■ WORK TO COMPLETE ■
Each record is to be printed exactly as given, down to the last mark.

■ Source records ■
========================

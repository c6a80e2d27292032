//! Keeps the remote device awake for as long as any session needs it.
//! Several `ScrcpySession`s can share one process; a plain acquire/release
//! pair would let one session's teardown turn off the wake-lock for a
//! session still running, so holds are counted.

use std::collections::HashMap;
use std::sync::Mutex;

#[derive(Default)]
pub struct PowerCoordinator {
    holds: Mutex<HashMap<String, u32>>,
}

impl PowerCoordinator {
    pub fn new() -> Self {
        Self::default()
    }

    /// Returns `true` the first time a given session acquires a hold,
    /// meaning the caller should actually assert wake-lock now.
    pub fn acquire(&self, session_id: &str) -> bool {
        let mut holds = self.holds.lock().unwrap();
        let count = holds.entry(session_id.to_string()).or_insert(0);
        *count += 1;
        *count == 1
    }

    /// Returns `true` when the count for `session_id` drops to zero,
    /// meaning the caller should release wake-lock now.
    pub fn release(&self, session_id: &str) -> bool {
        let mut holds = self.holds.lock().unwrap();
        match holds.get_mut(session_id) {
            Some(count) if *count > 1 => {
                *count -= 1;
                false
            }
            Some(_) => {
                holds.remove(session_id);
                true
            }
            None => false,
        }
    }

    pub fn hold_count(&self, session_id: &str) -> u32 {
        *self.holds.lock().unwrap().get(session_id).unwrap_or(&0)
    }

    pub fn active_sessions(&self) -> usize {
        self.holds.lock().unwrap().len()
    }
}

#[cfg(test)]
mod tests {
    use super::*;

    #[test]
    fn first_acquire_and_last_release_toggle() {
        let coord = PowerCoordinator::new();
        assert!(coord.acquire("a"));
        assert!(!coord.acquire("a"));
        assert!(!coord.release("a"));
        assert!(coord.release("a"));
        assert_eq!(coord.hold_count("a"), 0);
    }

    #[test]
    fn sessions_are_independent() {
        let coord = PowerCoordinator::new();
        assert!(coord.acquire("a"));
        assert!(coord.acquire("b"));
        assert_eq!(coord.active_sessions(), 2);
        assert!(coord.release("a"));
        assert_eq!(coord.active_sessions(), 1);
    }

    #[test]
    fn release_without_acquire_is_a_noop() {
        let coord = PowerCoordinator::new();
        assert!(!coord.release("ghost"));
    }
}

========================

■ ANSWER BOX ■
repository c6a80e2d27292032
//! Keeps the remote device awake for as long as any session needs it.
//! Several `ScrcpySession`s can share one process; a plain acquire/release
//! pair would let one session's teardown turn off the wake-lock for a
//! session still running, so holds are counted.

use std::collections::HashMap;
use std::sync::Mutex;

#[derive(Default)]
pub struct PowerCoordinator {
    holds: Mutex<HashMap<String, u32>>,
}

impl PowerCoordinator {
    pub fn new() -> Self {
        Self::default()
    }

    /// Returns `true` the first time a given session acquires a hold,
    /// meaning the caller should actually assert wake-lock now.
    pub fn acquire(&self, session_id: &str) -> bool {
        let mut holds = self.holds.lock().unwrap();
        let count = holds.entry(session_id.to_string()).or_insert(0);
        *count += 1;
        *count == 1
    }

    /// Returns `true` when the count for `session_id` drops to zero,
    /// meaning the caller should release wake-lock now.
    pub fn release(&self, session_id: &str) -> bool {
        let mut holds = self.holds.lock().unwrap();
        match holds.get_mut(session_id) {
            Some(count) if *count > 1 => {
                *count -= 1;
                false
            }
            Some(_) => {
                holds.remove(session_id);
                true
            }
            None => false,
        }
    }

    pub fn hold_count(&self, session_id: &str) -> u32 {
        *self.holds.lock().unwrap().get(session_id).unwrap_or(&0)
    }

    pub fn active_sessions(&self) -> usize {
        self.holds.lock().unwrap().len()
    }
}

#[cfg(test)]
mod tests {
    use super::*;

    #[test]
    fn first_acquire_and_last_release_toggle() {
        let coord = PowerCoordinator::new();
        assert!(coord.acquire("a"));
        assert!(!coord.acquire("a"));
        assert!(!coord.release("a"));
        assert!(coord.release("a"));
        assert_eq!(coord.hold_count("a"), 0);
    }

    #[test]
    fn sessions_are_independent() {
        let coord = PowerCoordinator::new();
        assert!(coord.acquire("a"));
        assert!(coord.acquire("b"));
        assert_eq!(coord.active_sessions(), 2);
        assert!(coord.release("a"));
        assert_eq!(coord.active_sessions(), 1);
    }

    #[test]
    fn release_without_acquire_is_a_noop() {
        let coord = PowerCoordinator::new();
        assert!(!coord.release("ghost"));
    }
}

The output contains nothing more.